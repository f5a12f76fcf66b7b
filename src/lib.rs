//! Network path diagnostics.
//!
//! Runs `ping`, `traceroute`/`tracert`, `mtr` and `speedtest-cli` against a
//! set of targets, parses their text output into typed measurements, detects
//! the upstream provider from independent weak signals and folds everything
//! into an immutable [`state::DiagnosticReport`].

pub mod config;
pub mod diagnose;
pub mod error;
pub mod export;
pub mod lookup;
pub mod parse;
pub mod probe;
pub mod state;
pub mod trace;

pub use config::DiagnosticsConfig;
pub use diagnose::{Diagnostics, run_diagnostics};
pub use error::{DiagError, ParseFailure};
pub use state::{DiagnosticKind, DiagnosticReport, Target};
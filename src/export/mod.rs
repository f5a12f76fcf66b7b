pub mod csv;
pub mod json;
pub mod report;

pub use csv::*;
pub use json::*;
pub use report::*;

- **EXERCISE GOAL**:
When you reach this point, go back and write out each record above exactly.

- **RESPONSE FOR THIS EXERCISE**:
repository f5a12f76fcf66b7b
filename src/lib.rs
//! Network path diagnostics.
//!
//! Runs `ping`, `traceroute`/`tracert`, `mtr` and `speedtest-cli` against a
//! set of targets, parses their text output into typed measurements, detects
//! the upstream provider from independent weak signals and folds everything
//! into an immutable [`state::DiagnosticReport`].

pub mod config;
pub mod diagnose;
pub mod error;
pub mod export;
pub mod lookup;
pub mod parse;
pub mod probe;
pub mod state;
pub mod trace;

pub use config::DiagnosticsConfig;
pub use diagnose::{Diagnostics, run_diagnostics};
pub use error::{DiagError, ParseFailure};
pub use state::{DiagnosticKind, DiagnosticReport, Target};
filename src/export/mod.rs
repository f5a12f76fcf66b7b
pub mod csv;
pub mod json;
pub mod report;

pub use csv::*;
pub use json::*;
pub use report::*;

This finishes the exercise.